Each line that contains the string "stats" counts once; report how many such lines appear in the data, as a number only.

DATA Block Start

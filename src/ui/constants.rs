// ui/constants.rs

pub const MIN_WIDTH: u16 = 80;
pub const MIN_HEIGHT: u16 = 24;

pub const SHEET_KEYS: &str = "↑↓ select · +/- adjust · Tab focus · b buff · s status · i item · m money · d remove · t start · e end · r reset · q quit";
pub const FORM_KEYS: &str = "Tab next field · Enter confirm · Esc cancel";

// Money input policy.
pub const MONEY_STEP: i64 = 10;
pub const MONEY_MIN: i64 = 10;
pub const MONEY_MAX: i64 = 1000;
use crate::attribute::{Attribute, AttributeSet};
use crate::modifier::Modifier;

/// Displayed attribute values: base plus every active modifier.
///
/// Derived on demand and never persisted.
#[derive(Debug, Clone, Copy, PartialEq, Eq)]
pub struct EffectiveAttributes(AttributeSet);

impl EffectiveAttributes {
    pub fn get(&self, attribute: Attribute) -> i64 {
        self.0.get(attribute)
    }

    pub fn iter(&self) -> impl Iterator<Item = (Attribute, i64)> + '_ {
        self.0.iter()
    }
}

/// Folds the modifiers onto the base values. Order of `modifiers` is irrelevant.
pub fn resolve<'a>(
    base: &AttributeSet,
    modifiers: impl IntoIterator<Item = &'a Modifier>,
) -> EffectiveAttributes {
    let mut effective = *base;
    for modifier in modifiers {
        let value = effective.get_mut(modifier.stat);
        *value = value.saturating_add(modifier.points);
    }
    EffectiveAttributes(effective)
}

DATA Block End
DATA Block Start

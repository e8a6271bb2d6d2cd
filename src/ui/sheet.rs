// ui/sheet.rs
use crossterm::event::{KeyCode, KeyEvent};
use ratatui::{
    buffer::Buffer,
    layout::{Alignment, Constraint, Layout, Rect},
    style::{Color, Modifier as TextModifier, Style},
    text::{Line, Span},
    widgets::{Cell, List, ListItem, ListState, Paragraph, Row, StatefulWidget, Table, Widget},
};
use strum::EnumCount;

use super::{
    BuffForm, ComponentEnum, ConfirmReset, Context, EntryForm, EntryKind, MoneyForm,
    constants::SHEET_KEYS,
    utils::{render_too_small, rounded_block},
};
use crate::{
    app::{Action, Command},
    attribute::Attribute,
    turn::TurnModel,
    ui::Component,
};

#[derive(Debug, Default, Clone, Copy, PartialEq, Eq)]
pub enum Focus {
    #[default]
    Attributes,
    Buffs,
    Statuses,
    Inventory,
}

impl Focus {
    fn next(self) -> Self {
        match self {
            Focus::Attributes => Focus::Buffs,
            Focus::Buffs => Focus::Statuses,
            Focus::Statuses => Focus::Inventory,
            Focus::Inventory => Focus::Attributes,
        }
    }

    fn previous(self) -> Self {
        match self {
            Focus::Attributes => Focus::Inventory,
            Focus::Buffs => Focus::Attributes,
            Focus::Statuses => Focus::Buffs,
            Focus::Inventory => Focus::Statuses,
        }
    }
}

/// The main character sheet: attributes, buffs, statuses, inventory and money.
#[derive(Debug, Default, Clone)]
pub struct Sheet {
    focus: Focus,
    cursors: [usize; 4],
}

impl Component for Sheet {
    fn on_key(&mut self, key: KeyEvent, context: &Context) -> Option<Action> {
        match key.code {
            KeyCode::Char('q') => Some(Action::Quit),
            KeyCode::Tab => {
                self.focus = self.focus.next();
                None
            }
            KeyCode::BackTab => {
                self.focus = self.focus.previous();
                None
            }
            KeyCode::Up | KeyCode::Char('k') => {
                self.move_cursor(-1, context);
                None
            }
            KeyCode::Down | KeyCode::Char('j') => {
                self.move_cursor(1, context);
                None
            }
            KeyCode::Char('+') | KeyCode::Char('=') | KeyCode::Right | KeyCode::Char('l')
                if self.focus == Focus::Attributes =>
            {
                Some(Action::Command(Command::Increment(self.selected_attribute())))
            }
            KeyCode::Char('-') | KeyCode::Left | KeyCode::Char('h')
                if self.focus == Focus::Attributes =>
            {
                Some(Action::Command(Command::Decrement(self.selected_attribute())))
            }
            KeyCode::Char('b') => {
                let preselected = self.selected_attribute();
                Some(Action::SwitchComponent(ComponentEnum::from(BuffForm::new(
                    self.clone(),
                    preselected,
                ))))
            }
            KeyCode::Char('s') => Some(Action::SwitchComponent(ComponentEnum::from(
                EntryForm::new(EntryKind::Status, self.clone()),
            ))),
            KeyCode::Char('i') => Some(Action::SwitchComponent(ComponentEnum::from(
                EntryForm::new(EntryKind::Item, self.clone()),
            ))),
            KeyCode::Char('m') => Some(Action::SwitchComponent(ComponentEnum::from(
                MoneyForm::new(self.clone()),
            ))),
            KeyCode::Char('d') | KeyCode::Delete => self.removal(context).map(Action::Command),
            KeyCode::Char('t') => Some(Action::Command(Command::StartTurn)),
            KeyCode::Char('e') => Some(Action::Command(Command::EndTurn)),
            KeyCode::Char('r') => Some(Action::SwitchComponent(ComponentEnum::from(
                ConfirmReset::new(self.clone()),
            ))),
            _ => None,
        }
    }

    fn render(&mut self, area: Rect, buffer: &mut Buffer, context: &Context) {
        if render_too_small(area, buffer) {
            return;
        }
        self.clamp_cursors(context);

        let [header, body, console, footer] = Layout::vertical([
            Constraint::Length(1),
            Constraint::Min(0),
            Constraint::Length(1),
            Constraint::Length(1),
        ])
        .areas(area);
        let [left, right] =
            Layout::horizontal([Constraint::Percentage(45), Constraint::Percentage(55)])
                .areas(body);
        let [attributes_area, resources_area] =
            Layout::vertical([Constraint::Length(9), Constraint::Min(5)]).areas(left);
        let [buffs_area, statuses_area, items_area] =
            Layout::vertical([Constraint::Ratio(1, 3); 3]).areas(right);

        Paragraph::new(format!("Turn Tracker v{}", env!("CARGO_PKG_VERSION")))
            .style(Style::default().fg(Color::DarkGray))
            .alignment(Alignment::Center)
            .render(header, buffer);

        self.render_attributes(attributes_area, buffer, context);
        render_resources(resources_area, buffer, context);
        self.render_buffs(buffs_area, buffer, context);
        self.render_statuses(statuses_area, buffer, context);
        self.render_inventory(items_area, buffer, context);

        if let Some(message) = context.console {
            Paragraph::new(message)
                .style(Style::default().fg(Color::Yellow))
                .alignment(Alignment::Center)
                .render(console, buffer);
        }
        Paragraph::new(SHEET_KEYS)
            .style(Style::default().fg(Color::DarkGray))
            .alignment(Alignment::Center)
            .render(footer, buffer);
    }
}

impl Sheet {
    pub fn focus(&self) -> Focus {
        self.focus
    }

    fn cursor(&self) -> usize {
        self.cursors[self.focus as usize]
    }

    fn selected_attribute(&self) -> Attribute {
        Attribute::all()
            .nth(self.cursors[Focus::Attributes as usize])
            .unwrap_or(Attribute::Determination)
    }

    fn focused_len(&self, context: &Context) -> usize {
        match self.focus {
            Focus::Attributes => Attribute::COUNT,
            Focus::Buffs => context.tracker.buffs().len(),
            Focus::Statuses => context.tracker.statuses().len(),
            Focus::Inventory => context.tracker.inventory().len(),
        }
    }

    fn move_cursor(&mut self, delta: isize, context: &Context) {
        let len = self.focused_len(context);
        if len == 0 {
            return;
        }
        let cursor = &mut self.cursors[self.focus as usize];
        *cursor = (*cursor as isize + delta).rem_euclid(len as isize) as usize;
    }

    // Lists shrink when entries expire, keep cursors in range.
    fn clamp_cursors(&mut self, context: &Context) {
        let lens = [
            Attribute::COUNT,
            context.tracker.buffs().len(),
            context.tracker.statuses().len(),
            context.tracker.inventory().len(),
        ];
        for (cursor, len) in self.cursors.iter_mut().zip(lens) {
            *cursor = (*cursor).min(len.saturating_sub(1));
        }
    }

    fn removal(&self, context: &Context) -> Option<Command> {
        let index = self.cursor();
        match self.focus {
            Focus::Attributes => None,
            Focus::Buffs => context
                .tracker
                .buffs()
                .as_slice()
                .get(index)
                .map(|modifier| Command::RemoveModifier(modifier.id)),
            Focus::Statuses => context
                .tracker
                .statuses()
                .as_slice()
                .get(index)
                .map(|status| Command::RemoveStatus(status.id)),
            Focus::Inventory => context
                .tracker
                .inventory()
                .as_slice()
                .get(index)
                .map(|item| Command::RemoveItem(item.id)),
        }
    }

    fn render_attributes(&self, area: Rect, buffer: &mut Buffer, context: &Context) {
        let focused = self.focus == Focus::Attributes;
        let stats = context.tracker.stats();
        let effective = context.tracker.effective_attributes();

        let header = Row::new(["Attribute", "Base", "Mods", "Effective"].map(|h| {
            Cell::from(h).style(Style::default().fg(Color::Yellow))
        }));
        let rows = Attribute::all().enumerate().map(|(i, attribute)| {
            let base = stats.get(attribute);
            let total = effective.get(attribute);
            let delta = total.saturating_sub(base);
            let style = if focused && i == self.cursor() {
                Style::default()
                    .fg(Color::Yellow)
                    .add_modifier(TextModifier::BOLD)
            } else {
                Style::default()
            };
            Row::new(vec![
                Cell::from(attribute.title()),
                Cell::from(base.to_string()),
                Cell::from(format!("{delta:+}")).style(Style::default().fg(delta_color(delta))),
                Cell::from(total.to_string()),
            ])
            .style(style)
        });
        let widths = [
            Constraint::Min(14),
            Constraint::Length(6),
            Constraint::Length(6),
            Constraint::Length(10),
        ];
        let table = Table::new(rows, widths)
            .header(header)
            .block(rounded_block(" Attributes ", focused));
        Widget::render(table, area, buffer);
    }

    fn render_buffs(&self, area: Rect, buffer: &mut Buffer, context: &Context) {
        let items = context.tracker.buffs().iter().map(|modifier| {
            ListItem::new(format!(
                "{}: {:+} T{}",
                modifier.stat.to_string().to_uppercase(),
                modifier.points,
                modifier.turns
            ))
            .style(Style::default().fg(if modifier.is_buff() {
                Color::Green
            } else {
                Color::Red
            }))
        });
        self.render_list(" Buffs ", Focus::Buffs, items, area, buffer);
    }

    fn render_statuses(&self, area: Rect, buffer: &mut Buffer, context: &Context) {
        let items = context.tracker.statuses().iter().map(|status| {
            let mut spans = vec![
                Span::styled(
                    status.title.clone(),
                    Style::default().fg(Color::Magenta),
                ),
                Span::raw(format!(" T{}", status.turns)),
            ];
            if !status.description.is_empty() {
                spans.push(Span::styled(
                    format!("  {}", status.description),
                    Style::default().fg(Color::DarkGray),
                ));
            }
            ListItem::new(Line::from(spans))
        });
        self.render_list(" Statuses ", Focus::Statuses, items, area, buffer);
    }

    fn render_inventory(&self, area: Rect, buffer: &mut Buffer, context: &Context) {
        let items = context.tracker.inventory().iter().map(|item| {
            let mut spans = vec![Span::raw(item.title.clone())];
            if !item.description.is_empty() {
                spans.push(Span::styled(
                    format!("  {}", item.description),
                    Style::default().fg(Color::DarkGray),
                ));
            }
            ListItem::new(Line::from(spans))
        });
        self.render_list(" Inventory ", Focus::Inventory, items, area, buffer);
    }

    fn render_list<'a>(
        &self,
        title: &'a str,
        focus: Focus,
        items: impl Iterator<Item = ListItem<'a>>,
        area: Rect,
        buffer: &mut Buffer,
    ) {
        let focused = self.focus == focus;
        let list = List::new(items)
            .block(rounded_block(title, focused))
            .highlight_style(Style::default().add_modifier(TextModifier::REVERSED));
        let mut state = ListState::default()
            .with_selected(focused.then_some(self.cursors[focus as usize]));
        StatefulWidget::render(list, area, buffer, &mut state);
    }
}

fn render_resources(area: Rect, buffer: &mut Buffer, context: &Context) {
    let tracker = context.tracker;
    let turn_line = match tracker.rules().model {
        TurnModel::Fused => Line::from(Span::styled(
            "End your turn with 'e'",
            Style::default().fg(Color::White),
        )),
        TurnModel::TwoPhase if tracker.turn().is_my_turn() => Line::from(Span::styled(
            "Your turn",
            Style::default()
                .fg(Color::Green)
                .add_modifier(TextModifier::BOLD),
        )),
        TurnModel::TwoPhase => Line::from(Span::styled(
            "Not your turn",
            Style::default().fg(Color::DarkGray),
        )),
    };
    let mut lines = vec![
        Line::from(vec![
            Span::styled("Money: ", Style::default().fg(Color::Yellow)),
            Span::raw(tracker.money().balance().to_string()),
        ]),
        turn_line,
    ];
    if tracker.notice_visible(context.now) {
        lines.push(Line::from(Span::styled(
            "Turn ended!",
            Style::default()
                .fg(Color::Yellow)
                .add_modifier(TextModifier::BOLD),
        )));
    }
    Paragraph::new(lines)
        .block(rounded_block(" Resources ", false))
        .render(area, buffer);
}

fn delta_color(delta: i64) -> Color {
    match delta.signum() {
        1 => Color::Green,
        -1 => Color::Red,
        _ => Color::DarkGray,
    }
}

DATA Block End

RESPONSE :: 2